* [Extracted data]
☆ ☆ ☆ ☆

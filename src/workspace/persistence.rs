use geopanes_core::panel::{MapPanelState, PanelState};

use anyhow::Result;
use serde::{Deserialize, Serialize};
use std::path::{Path, PathBuf};

/// Current root config schema version - increment when making breaking changes
pub const ROOT_CONFIG_VERSION: u32 = 1;

/// Get the config directory path
pub fn get_config_dir() -> PathBuf {
    dirs::config_dir()
        .unwrap_or_else(|| PathBuf::from("."))
        .join("geopanes")
}

/// Get the static root layout file path
pub fn get_layout_path() -> PathBuf {
    get_config_dir().join("layout.json")
}

/// One component entry in the root config.
#[derive(Clone, Debug, PartialEq, Serialize, Deserialize)]
pub struct ComponentConfig {
    pub state: PanelState,
    #[serde(default, skip_serializing_if = "Option::is_none")]
    pub title: Option<String>,
}

/// Recursive node of the static root layout.
///
/// A bare `component` gets wrapped in an implicit stack when the tree is built.
#[derive(Clone, Debug, PartialEq, Serialize, Deserialize)]
#[serde(tag = "type", rename_all = "lowercase")]
pub enum ConfigNode {
    Row {
        #[serde(default)]
        children: Vec<ConfigNode>,
    },
    Column {
        #[serde(default)]
        children: Vec<ConfigNode>,
    },
    Stack {
        #[serde(default)]
        children: Vec<ComponentConfig>,
        #[serde(default)]
        active: usize,
    },
    Component(ComponentConfig),
}

/// The static layout the session is rebuilt from on startup.
#[derive(Clone, Debug, PartialEq, Serialize, Deserialize)]
pub struct RootConfig {
    /// Schema version for migration support
    #[serde(default = "default_root_config_version")]
    pub version: u32,
    pub root: ConfigNode,
}

fn default_root_config_version() -> u32 {
    0 // pre-versioning layout files
}

/// Normalize a config node in-place:
/// - Flatten rows directly inside rows and columns directly inside columns
/// - Drop stacks without components
/// - Clamp out-of-range active indices
pub(crate) fn normalize_config(node: &mut ConfigNode) {
    match node {
        ConfigNode::Row { children } | ConfigNode::Column { children } => {
            for child in children.iter_mut() {
                normalize_config(child);
            }
        }
        ConfigNode::Stack { children, active } => {
            if *active >= children.len() {
                *active = children.len().saturating_sub(1);
            }
            return;
        }
        ConfigNode::Component(_) => return,
    }

    let is_row = matches!(node, ConfigNode::Row { .. });
    if let ConfigNode::Row { children } | ConfigNode::Column { children } = node {
        let mut flattened = Vec::with_capacity(children.len());
        for child in children.drain(..) {
            match child {
                ConfigNode::Row { children: inner } if is_row => flattened.extend(inner),
                ConfigNode::Column { children: inner } if !is_row => flattened.extend(inner),
                ConfigNode::Stack { ref children, .. } if children.is_empty() => {
                    log::warn!("Dropping empty stack from root config");
                }
                other => flattened.push(other),
            }
        }
        *children = flattened;
    }
}

/// Validate and fix root config consistency.
/// Called after deserialization in all load paths.
pub(crate) fn validate_root_config(config: &mut RootConfig) {
    if !matches!(config.root, ConfigNode::Row { .. }) {
        log::warn!("Root config does not start with a row, wrapping it");
        let inner = std::mem::replace(&mut config.root, ConfigNode::Row { children: Vec::new() });
        config.root = ConfigNode::Row { children: vec![inner] };
    }
    normalize_config(&mut config.root);
}

/// Migrate root config from older versions to the current version
pub(crate) fn migrate_root_config(mut config: RootConfig) -> RootConfig {
    let original_version = config.version;

    if config.version == 0 {
        log::info!("Migrating root config from pre-versioning (v0) to v1");
        config.version = 1;
    }

    if original_version != config.version {
        log::info!("Root config migrated from v{} to v{}", original_version, config.version);
    }

    config
}

/// Parse a root config from JSON, migrating and validating it.
pub fn parse_root_config(content: &str) -> Result<RootConfig> {
    let config: RootConfig = serde_json::from_str(content)?;
    let mut config = migrate_root_config(config);
    validate_root_config(&mut config);
    Ok(config)
}

/// Load the root config from a file, or the default one when it does not exist.
pub fn load_root_config_from(path: &Path) -> Result<RootConfig> {
    if path.exists() {
        let content = std::fs::read_to_string(path)?;
        parse_root_config(&content)
    } else {
        log::info!("No layout file at {}, using default layout", path.display());
        Ok(default_root_config())
    }
}

/// Load the root config from the standard location
pub fn load_root_config() -> Result<RootConfig> {
    load_root_config_from(&get_layout_path())
}

/// Default layout: map | chat over settings.
pub fn default_root_config() -> RootConfig {
    RootConfig {
        version: ROOT_CONFIG_VERSION,
        root: ConfigNode::Row {
            children: vec![
                ConfigNode::Component(ComponentConfig {
                    state: PanelState::Map(MapPanelState::default()),
                    title: Some("Map".to_string()),
                }),
                ConfigNode::Column {
                    children: vec![
                        ConfigNode::Component(ComponentConfig {
                            state: PanelState::Chat(Default::default()),
                            title: Some("Chat".to_string()),
                        }),
                        ConfigNode::Component(ComponentConfig {
                            state: PanelState::Settings(geopanes_core::panel::SettingsPanelState {
                                category: "general".to_string(),
                            }),
                            title: Some("Settings".to_string()),
                        }),
                    ],
                },
            ],
        },
    }
}

#[cfg(test)]
mod tests {
    use super::*;

    #[test]
    fn parse_minimal_config() {
        let json = r#"{
            "root": {"type": "row", "children": [
                {"type": "component", "state": {"kind": "plugin", "pluginName": "caesar"}, "title": "Caesar"}
            ]}
        }"#;
        let config = parse_root_config(json).unwrap();
        assert_eq!(config.version, ROOT_CONFIG_VERSION);
        match &config.root {
            ConfigNode::Row { children } => {
                assert_eq!(children.len(), 1);
                assert!(matches!(&children[0], ConfigNode::Component(c) if c.title.as_deref() == Some("Caesar")));
            }
            other => panic!("Expected row, got {:?}", other),
        }
    }

    #[test]
    fn non_row_root_is_wrapped() {
        let json = r#"{"version": 1, "root": {"type": "stack", "children": [
            {"state": {"kind": "chat"}}
        ]}}"#;
        let config = parse_root_config(json).unwrap();
        match &config.root {
            ConfigNode::Row { children } => assert!(matches!(children[0], ConfigNode::Stack { .. })),
            other => panic!("Expected row, got {:?}", other),
        }
    }

    #[test]
    fn nested_same_axis_is_flattened_and_empty_stacks_dropped() {
        let mut node = ConfigNode::Row {
            children: vec![
                ConfigNode::Row {
                    children: vec![ConfigNode::Component(ComponentConfig {
                        state: PanelState::plugin("a"),
                        title: None,
                    })],
                },
                ConfigNode::Stack { children: vec![], active: 0 },
                ConfigNode::Column { children: vec![] },
            ],
        };
        normalize_config(&mut node);
        match node {
            ConfigNode::Row { children } => {
                assert_eq!(children.len(), 2);
                assert!(matches!(children[0], ConfigNode::Component(_)));
                assert!(matches!(children[1], ConfigNode::Column { .. }));
            }
            other => panic!("Expected row, got {:?}", other),
        }
    }

    #[test]
    fn active_index_is_clamped() {
        let mut node = ConfigNode::Stack {
            children: vec![ComponentConfig { state: PanelState::plugin("a"), title: None }],
            active: 5,
        };
        normalize_config(&mut node);
        assert!(matches!(node, ConfigNode::Stack { active: 0, .. }));
    }

    #[test]
    fn missing_file_yields_default() {
        let dir = tempfile::tempdir().unwrap();
        let config = load_root_config_from(&dir.path().join("layout.json")).unwrap();
        assert_eq!(config, default_root_config());
    }

    #[test]
    fn corrupt_file_is_an_error() {
        let dir = tempfile::tempdir().unwrap();
        let path = dir.path().join("layout.json");
        std::fs::write(&path, "{ not json").unwrap();
        assert!(load_root_config_from(&path).is_err());
    }

    #[test]
    fn default_config_round_trips() {
        let config = default_root_config();
        let json = serde_json::to_string(&config).unwrap();
        assert_eq!(parse_root_config(&json).unwrap(), config);
    }
}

☆ ☆ ☆ ☆

* [Task statement] Whenever the string "Result" shows up in a line of the entries, copy that line.

* [Output of the task]
use anyhow::Result;
pub fn parse_root_config(content: &str) -> Result<RootConfig> {
pub fn load_root_config_from(path: &Path) -> Result<RootConfig> {
pub fn load_root_config() -> Result<RootConfig> {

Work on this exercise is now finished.